[Opening Provided entries section]

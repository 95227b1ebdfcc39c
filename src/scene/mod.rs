//! Flat scene storage. Every object is addressed by a tagged handle whose
//! tag selects one of the dense per-variant arrays below.

use crate::bsdf::BSDF;
use crate::color::{AbstractSpectrumEvaluator, SampledSpectrum, SampledWavelengths, Spectra};
use crate::light::sampler::LightSamplers;
use crate::light::Lights;
use crate::material::{MaterialEvalContext, Materials};
use crate::math::*;
use crate::primitive::{BvhNode, Hit, PrimitiveNode, TransformNode};
use crate::shape::Shapes;
use crate::texture::{AbstractTextureEvaluator, Textures};

mod builder;

pub use builder::SceneBuilder;

tagged_id!(
    /// An acceleration structure node: a BVH node, an instance transform,
    /// or a leaf primitive.
    NodeId, NodeType, 2, { Bvh = 0, Transform = 1, Primitive = 2 }
);

tagged_id!(ShapeId, ShapeType, 1, { Sphere = 0, Triangle = 1 });

tagged_id!(
    MaterialId, MaterialType, 3, {
        Diffuse = 0,
        DiffuseTransmit = 1,
        Conductor = 2,
        Dielectric = 3,
        ThinDielectric = 4,
        MetallicWorkflow = 5,
        Mix = 6,
    }
);

tagged_id!(LightId, LightType, 2, { Uniform = 0, Image = 1, Area = 2 });

tagged_id!(TextureId, TextureType, 3, { Constant = 0, Image = 1, Scale = 2, Checkerboard = 3 });

tagged_id!(SpectrumId, SpectrumType, 2, { Constant = 0, Cauchy = 1, PiecewiseLinear = 2 });

tagged_id!(LightSamplerId, LightSamplerType, 1, { Uniform = 0, Power = 1 });

impl LightId {
    /// Marks a primitive that does not emit.
    pub const NONE: LightId = LightId(u32::MAX);

    #[inline]
    pub fn is_none(self) -> bool {
        self == Self::NONE
    }

    #[inline]
    pub fn is_infinite(self) -> bool {
        !self.is_none() && matches!(self.ty(), LightType::Uniform | LightType::Image)
    }
}

/// A fully built scene. Immutable while rendering.
#[derive(Debug)]
pub struct Scene {
    pub(crate) bvh_nodes: Vec<BvhNode>,
    pub(crate) transform_nodes: Vec<TransformNode>,
    pub(crate) primitive_nodes: Vec<PrimitiveNode>,
    pub(crate) root: NodeId,
    pub(crate) bounds: Bounds3f,

    pub shapes: Shapes,
    pub materials: Materials,
    pub textures: Textures,
    pub spectra: Spectra,
    pub lights: Lights,
    pub light_samplers: LightSamplers,
    pub light_sampler: LightSamplerId,
}

impl Scene {
    #[inline]
    pub fn root(&self) -> NodeId {
        self.root
    }

    /// World-space bounds of everything reachable from the root.
    #[inline]
    pub fn bounds(&self) -> Bounds3f {
        self.bounds
    }

    #[inline]
    pub fn bvh_node(&self, id: NodeId) -> &BvhNode {
        &self.bvh_nodes[id.idx()]
    }

    #[inline]
    pub fn transform_node(&self, id: NodeId) -> &TransformNode {
        &self.transform_nodes[id.idx()]
    }

    #[inline]
    pub fn primitive_node(&self, id: NodeId) -> &PrimitiveNode {
        &self.primitive_nodes[id.idx()]
    }
}

impl Scene {
    /// Scattering function at a hit, with mix materials resolved.
    pub fn bsdf(&self, hit: &Hit, lambda: &SampledWavelengths) -> BSDF {
        self.materials.get_bsdf(self, hit.material, &MaterialEvalContext::from(hit), lambda)
    }
}

impl AbstractSpectrumEvaluator for Scene {
    #[inline]
    fn sample(&self, spectrum: SpectrumId, lambda: &SampledWavelengths) -> SampledSpectrum {
        self.spectra.sample(spectrum, lambda)
    }

    #[inline]
    fn is_constant(&self, spectrum: SpectrumId) -> bool {
        self.spectra.is_constant(spectrum)
    }
}

impl AbstractTextureEvaluator for Scene {
    #[inline]
    fn evaluate(&self, texture: TextureId, uv: Point2f, lambda: &SampledWavelengths) -> SampledSpectrum {
        self.textures.evaluate(&self.spectra, texture, uv, lambda)
    }

    #[inline]
    fn evaluate_float(&self, texture: TextureId, uv: Point2f) -> Float {
        self.textures.evaluate_float(&self.spectra, texture, uv)
    }
}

[Closing Provided entries section]

Task brief: Write out the full set of records exactly as given.

Expected answer:
repository 95227b1ebdfcc39c
filename src/scene/mod.rs
//! Flat scene storage. Every object is addressed by a tagged handle whose
//! tag selects one of the dense per-variant arrays below.

use crate::bsdf::BSDF;
use crate::color::{AbstractSpectrumEvaluator, SampledSpectrum, SampledWavelengths, Spectra};
use crate::light::sampler::LightSamplers;
use crate::light::Lights;
use crate::material::{MaterialEvalContext, Materials};
use crate::math::*;
use crate::primitive::{BvhNode, Hit, PrimitiveNode, TransformNode};
use crate::shape::Shapes;
use crate::texture::{AbstractTextureEvaluator, Textures};

mod builder;

pub use builder::SceneBuilder;

tagged_id!(
    /// An acceleration structure node: a BVH node, an instance transform,
    /// or a leaf primitive.
    NodeId, NodeType, 2, { Bvh = 0, Transform = 1, Primitive = 2 }
);

tagged_id!(ShapeId, ShapeType, 1, { Sphere = 0, Triangle = 1 });

tagged_id!(
    MaterialId, MaterialType, 3, {
        Diffuse = 0,
        DiffuseTransmit = 1,
        Conductor = 2,
        Dielectric = 3,
        ThinDielectric = 4,
        MetallicWorkflow = 5,
        Mix = 6,
    }
);

tagged_id!(LightId, LightType, 2, { Uniform = 0, Image = 1, Area = 2 });

tagged_id!(TextureId, TextureType, 3, { Constant = 0, Image = 1, Scale = 2, Checkerboard = 3 });

tagged_id!(SpectrumId, SpectrumType, 2, { Constant = 0, Cauchy = 1, PiecewiseLinear = 2 });

tagged_id!(LightSamplerId, LightSamplerType, 1, { Uniform = 0, Power = 1 });

impl LightId {
    /// Marks a primitive that does not emit.
    pub const NONE: LightId = LightId(u32::MAX);

    #[inline]
    pub fn is_none(self) -> bool {
        self == Self::NONE
    }

    #[inline]
    pub fn is_infinite(self) -> bool {
        !self.is_none() && matches!(self.ty(), LightType::Uniform | LightType::Image)
    }
}

/// A fully built scene. Immutable while rendering.
#[derive(Debug)]
pub struct Scene {
    pub(crate) bvh_nodes: Vec<BvhNode>,
    pub(crate) transform_nodes: Vec<TransformNode>,
    pub(crate) primitive_nodes: Vec<PrimitiveNode>,
    pub(crate) root: NodeId,
    pub(crate) bounds: Bounds3f,

    pub shapes: Shapes,
    pub materials: Materials,
    pub textures: Textures,
    pub spectra: Spectra,
    pub lights: Lights,
    pub light_samplers: LightSamplers,
    pub light_sampler: LightSamplerId,
}

impl Scene {
    #[inline]
    pub fn root(&self) -> NodeId {
        self.root
    }

    /// World-space bounds of everything reachable from the root.
    #[inline]
    pub fn bounds(&self) -> Bounds3f {
        self.bounds
    }

    #[inline]
    pub fn bvh_node(&self, id: NodeId) -> &BvhNode {
        &self.bvh_nodes[id.idx()]
    }

    #[inline]
    pub fn transform_node(&self, id: NodeId) -> &TransformNode {
        &self.transform_nodes[id.idx()]
    }

    #[inline]
    pub fn primitive_node(&self, id: NodeId) -> &PrimitiveNode {
        &self.primitive_nodes[id.idx()]
    }
}

impl Scene {
    /// Scattering function at a hit, with mix materials resolved.
    pub fn bsdf(&self, hit: &Hit, lambda: &SampledWavelengths) -> BSDF {
        self.materials.get_bsdf(self, hit.material, &MaterialEvalContext::from(hit), lambda)
    }
}

impl AbstractSpectrumEvaluator for Scene {
    #[inline]
    fn sample(&self, spectrum: SpectrumId, lambda: &SampledWavelengths) -> SampledSpectrum {
        self.spectra.sample(spectrum, lambda)
    }

    #[inline]
    fn is_constant(&self, spectrum: SpectrumId) -> bool {
        self.spectra.is_constant(spectrum)
    }
}

impl AbstractTextureEvaluator for Scene {
    #[inline]
    fn evaluate(&self, texture: TextureId, uv: Point2f, lambda: &SampledWavelengths) -> SampledSpectrum {
        self.textures.evaluate(&self.spectra, texture, uv, lambda)
    }

    #[inline]
    fn evaluate_float(&self, texture: TextureId, uv: Point2f) -> Float {
        self.textures.evaluate_float(&self.spectra, texture, uv)
    }
}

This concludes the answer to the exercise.